As we gear up to celebrate a day dedicated entirely to being thankful, our Scheduled Route Couriers Dallas team asks you, what are you most grateful for? Is it your loving family? Your health? A roof over your head? Many of us take for granted the fact that we have a physical location to call home. Homelessness is becoming more of an issue in North Texas each year. In Collin County, where the mean household income hovers around $81,000, it’s tough to think that there might be residents living on the streets, but the reality is there are hundreds without a home. The Collin County Homeless Coalition works to bring awareness to the population, spread information about facilities that can help, and coordinate assistance for the homeless. One of the ways they complete these goals is through Homeless Awareness Week.

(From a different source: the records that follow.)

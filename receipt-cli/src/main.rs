//! receipt-cli: thermal receipt printing from the terminal
//!
//! Thin front-end over `receipt-client`:
//! - `health`      bridge readiness
//! - `template`    active receipt template
//! - `test-print`  bridge test page
//! - `sale FILE`   sale receipt from a JSON snapshot
//! - `shift FILE`  shift-closure report from a JSON snapshot

mod config;
mod console;
mod logger;

use std::process::ExitCode;
use std::sync::Arc;

use anyhow::Context;
use clap::Parser;
use serde_json::Value;
use receipt_client::{NotificationPresenter, TokioScheduler};
use shared::models::{PrintOutcome, ReceiptTemplate, SaleData, ShiftClosureData};

use crate::config::{Cli, Command, load_json};
use crate::console::ConsoleSurface;

#[tokio::main]
async fn main() -> ExitCode {
    // Load .env file
    let _ = dotenv::dotenv();

    let cli = Cli::parse();

    if let Err(e) = logger::init_logger(
        &cli.log.log_level,
        cli.log.log_json,
        cli.log.log_dir.as_deref(),
    ) {
        eprintln!("Failed to initialize logging: {e:#}");
        return ExitCode::FAILURE;
    }

    match run(cli).await {
        Ok(code) => code,
        Err(e) => {
            tracing::error!(error = %e, "receipt-cli failed");
            eprintln!("Error: {e:#}");
            ExitCode::FAILURE
        }
    }
}

async fn run(cli: Cli) -> anyhow::Result<ExitCode> {
    let config = cli.client.to_client_config();
    tracing::debug!(bridge = %config.bridge_url, templates = %config.template_api_url, "Configuration loaded");

    let client = config.build_client().context("failed to build receipt client")?;
    let presenter = NotificationPresenter::new(
        Arc::new(ConsoleSurface::new()),
        Arc::new(TokioScheduler::current()?),
    )
    .with_ttl(config.notification_ttl);

    match cli.command {
        Command::Health => {
            let health = client.sale().check_printer().await?;
            println!("{}", serde_json::to_string_pretty(&health)?);
            Ok(if health.printer_ready() {
                ExitCode::SUCCESS
            } else {
                ExitCode::FAILURE
            })
        }
        Command::Template => {
            match client.sale().active_template().await? {
                Some(template) => print_template(&template),
                None => println!("No active receipt template"),
            }
            Ok(ExitCode::SUCCESS)
        }
        Command::TestPrint => {
            let outcome = client.sale().test_print_outcome().await;
            Ok(report(&presenter, &outcome))
        }
        Command::Sale { file } => {
            let sale = SaleData::new(load_json(&file)?);
            let outcome = client.sale().print_with_fallback(&sale).await;
            Ok(report(&presenter, &outcome))
        }
        Command::Shift { file } => {
            let shift = ShiftClosureData::new(load_json(&file)?);
            let outcome = client.shift().print_with_fallback(&shift).await;
            Ok(report(&presenter, &outcome))
        }
    }
}

fn report(presenter: &NotificationPresenter, outcome: &PrintOutcome) -> ExitCode {
    let _notification = presenter.show(outcome);
    if outcome.success {
        ExitCode::SUCCESS
    } else {
        ExitCode::FAILURE
    }
}

fn print_template(template: &ReceiptTemplate) {
    println!("#{} {}", template.id, template.name);
    match &template.style.global.width {
        Some(Value::String(width)) => println!("  width: {width}"),
        Some(width) => println!("  width: {width} mm"),
        None => {}
    }
    for component in template.active_components() {
        println!("  {:>3}  {:<16} {}", component.order, component.kind, component.id);
    }
}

It seems a little strange to be discussing the subject of homelessness in such an affluent North Texas community where many of our Dallas Route Couriers employees reside, but that is exactly the stereotype that the Collin County Homeless Coalition is attempting to break. Homelessness does exist. And it is a problem. Last January, volunteers scoured Collin County, searching for homeless men, women, children, and families in order to get a better grasp on how homelessness affects North Texas. While the count settled at 531 people, the coalition expects the actual numbers to be nearly ten times that much. As you can imagine, it’s difficult to get an accurate count of the homeless, as you can’t exactly call them on the phone or ring their doorbell.

More than half of the adults surveyed had children living with them, which is up 50% from last year. Children make up 36% of the homeless population, but you’d never know most of them were living on the streets. These children work hard to fit in with their peers. Collin County has 55,000 students, and nearly 30% of them are on free or reduced lunch programs. Even more shocking, 1812 students in the district have been identified as homeless, which, as the On Demand Dallas Couriers team stated above, is likely underrepresented. Parents do all that they can to hide their homelessness from the district so that their children are not taken away from them.

The stereotypes that follow the homeless are as debilitating as their living situation itself. When our Scheduled Route Couriers in Dallas blog brings up the topic “homeless”, readers tend to picture a male, usually of a minority race, unshaven, begging on the streets of downtown. Sure, this model exists, but it is not an all-inclusive description. Most of the homeless in Collin County are employed, but just don’t make enough to make ends meet. Many of them are living on the streets due to reasons like the high price of health care, lack of affordable housing options, and lack of transportation.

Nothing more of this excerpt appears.